Action item ::
In this material, which lines include the string "entries"? Show them.

Records shown ::
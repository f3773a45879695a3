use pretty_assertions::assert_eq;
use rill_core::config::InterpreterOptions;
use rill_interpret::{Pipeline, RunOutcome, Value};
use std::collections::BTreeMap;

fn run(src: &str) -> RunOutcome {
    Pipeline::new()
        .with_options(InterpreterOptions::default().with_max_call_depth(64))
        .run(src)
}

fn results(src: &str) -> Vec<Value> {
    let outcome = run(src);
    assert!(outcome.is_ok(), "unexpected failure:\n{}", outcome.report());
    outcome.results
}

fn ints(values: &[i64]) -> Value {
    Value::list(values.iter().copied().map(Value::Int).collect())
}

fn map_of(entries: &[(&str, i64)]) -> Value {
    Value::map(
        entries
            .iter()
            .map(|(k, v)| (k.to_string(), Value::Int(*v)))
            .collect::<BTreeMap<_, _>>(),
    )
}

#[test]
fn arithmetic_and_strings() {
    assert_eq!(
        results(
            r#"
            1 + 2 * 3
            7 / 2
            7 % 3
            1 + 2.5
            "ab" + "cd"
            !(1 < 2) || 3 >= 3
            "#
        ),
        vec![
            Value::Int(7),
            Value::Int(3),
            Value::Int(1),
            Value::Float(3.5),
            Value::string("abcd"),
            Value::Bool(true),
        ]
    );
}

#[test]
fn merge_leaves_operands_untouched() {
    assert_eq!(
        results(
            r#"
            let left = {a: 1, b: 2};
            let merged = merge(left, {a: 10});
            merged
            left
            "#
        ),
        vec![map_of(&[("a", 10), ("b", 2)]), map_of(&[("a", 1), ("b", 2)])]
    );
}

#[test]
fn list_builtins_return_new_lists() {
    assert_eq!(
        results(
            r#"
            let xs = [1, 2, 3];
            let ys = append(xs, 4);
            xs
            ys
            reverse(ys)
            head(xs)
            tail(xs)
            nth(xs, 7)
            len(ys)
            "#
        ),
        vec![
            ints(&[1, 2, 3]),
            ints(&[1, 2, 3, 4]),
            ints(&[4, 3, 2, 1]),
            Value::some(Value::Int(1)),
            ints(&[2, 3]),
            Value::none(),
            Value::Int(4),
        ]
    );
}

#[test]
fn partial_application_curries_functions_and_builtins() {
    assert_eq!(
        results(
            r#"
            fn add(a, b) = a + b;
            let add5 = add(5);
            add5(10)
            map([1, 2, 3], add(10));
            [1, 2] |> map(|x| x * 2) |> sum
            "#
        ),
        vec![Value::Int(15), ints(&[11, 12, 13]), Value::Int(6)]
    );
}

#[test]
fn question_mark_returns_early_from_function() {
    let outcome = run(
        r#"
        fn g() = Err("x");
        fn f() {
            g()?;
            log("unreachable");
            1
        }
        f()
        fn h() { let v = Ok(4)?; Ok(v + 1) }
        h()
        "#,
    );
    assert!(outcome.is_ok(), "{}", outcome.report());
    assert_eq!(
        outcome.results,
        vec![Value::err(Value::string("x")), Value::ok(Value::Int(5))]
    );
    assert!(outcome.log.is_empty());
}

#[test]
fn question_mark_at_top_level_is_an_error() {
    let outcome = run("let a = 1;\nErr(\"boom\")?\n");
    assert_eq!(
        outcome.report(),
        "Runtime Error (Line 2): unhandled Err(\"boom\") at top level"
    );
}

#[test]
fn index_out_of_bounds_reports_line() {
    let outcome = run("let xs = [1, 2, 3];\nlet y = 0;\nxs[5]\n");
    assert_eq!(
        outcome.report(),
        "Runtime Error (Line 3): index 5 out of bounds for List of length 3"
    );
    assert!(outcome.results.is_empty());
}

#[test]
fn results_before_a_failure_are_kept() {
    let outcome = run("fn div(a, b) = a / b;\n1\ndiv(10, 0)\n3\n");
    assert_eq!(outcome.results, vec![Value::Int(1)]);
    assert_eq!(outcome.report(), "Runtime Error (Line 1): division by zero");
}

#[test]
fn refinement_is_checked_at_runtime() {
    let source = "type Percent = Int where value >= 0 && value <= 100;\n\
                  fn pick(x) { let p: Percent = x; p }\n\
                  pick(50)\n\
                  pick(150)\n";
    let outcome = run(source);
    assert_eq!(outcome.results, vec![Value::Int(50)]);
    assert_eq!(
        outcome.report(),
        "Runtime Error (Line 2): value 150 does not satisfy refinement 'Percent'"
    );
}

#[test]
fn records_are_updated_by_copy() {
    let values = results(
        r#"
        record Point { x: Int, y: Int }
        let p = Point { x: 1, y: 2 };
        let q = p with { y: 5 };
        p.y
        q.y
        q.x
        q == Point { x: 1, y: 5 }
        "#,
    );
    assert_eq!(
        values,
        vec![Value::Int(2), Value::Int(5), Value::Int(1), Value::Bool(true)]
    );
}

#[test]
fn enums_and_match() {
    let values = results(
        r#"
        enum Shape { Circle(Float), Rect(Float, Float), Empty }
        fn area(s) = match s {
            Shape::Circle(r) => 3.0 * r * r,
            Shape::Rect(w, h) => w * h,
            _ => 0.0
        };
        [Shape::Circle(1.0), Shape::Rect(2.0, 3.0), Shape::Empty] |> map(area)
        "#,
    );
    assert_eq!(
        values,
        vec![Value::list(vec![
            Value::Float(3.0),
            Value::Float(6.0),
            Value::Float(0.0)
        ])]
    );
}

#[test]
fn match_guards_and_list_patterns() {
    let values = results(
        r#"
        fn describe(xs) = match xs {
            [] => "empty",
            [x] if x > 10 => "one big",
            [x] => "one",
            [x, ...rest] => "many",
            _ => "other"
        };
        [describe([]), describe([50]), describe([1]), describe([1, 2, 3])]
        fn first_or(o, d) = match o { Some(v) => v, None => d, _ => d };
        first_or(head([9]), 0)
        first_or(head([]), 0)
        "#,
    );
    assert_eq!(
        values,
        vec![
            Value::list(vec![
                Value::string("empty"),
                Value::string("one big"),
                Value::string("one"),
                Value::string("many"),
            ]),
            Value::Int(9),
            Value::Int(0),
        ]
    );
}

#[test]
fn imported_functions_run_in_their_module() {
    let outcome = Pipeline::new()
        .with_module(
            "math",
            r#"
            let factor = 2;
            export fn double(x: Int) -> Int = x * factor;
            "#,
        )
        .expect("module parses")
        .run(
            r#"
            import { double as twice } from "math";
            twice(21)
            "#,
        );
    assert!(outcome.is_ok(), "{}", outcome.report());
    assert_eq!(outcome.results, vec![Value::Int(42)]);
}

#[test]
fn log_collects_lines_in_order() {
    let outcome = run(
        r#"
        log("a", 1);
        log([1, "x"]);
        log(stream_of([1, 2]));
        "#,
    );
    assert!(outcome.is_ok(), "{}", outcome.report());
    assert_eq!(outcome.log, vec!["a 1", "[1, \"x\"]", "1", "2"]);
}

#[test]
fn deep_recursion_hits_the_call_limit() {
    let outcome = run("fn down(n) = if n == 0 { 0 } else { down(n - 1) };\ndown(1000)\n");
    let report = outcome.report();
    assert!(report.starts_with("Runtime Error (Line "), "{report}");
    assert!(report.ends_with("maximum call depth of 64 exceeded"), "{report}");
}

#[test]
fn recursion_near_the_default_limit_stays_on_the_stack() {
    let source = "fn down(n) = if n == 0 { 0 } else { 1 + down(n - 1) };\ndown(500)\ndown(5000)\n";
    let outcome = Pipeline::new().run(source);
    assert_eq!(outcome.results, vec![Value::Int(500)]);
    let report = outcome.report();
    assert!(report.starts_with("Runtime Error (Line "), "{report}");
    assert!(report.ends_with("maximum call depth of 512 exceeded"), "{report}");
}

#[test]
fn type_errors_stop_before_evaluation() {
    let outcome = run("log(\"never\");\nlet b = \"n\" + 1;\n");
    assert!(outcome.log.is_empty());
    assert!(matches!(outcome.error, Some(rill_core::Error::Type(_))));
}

Answer to this problem ::
fn map_of(entries: &[(&str, i64)]) -> Value {
        entries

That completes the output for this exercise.